May 9, 2009 | by Rabbi Dr. Asher Meir, Business Ethics Center of Jerusalem

Do I need to report an undercharge if it will indict the cashier?

Q. At a recent trip to the supermarket the checker accidentally failed to me charge for some items. I want to return the money, but I'm afraid that if I bring back the receipt the boss will take unwarranted punitive action against the checker.

A. Your concern is well placed. We have often cited here the five ABC's of derogatory speech ; one of the five conditions which must be present in order to justify revealing someone's shortcomings is "equity." In other words, even if someone's actions justify disclosing his or her wrongdoing, we may still not speak up if this will cause unjustified damage to the wrongdoer. It's very well to protect the victim (in this case, the store) but it's not equitable to do so at the expense of injustice to the subject.

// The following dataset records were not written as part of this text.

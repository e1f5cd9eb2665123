//! Application layer: services and use cases
//!
//! This layer orchestrates domain logic and depends on collaborator boundary traits.

pub mod error;
pub mod error_ext;
pub mod links;
pub mod services;

pub use error::{ApplicationError, ApplicationResult};
pub use error_ext::IoResultExt;
pub use links::{LinkFactory, LinkPair};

Of course this requires a judgment as to what kind of response is "unjustified". Your letter mentions that checkers who undercharge are made to pay the undercharge and are also suspended from work. Whether this response is justified or excessive depends in part on circumstances: If almost all checkers are honest and careful but on occasion make errors then this is too harsh; if many checkers are motivated to cheat the store or to work carelessly, then this policy may be the only protection the store has.

If in your judgment the response is excessive in your case, then you should return the money without showing the receipt or giving any information that will finger the checker. You can vaguely tell the store management that you "recently" found you were undercharged. Another possibility is to just reverse the situation; check something through without taking it home (just return it to the shelf). Jewish law teaches that someone who has stolen money but is embarrassed to admit it may return the money surreptitiously (1); the same expedient can be used if returning the money openly will unfairly damage the checker's interests and reputation.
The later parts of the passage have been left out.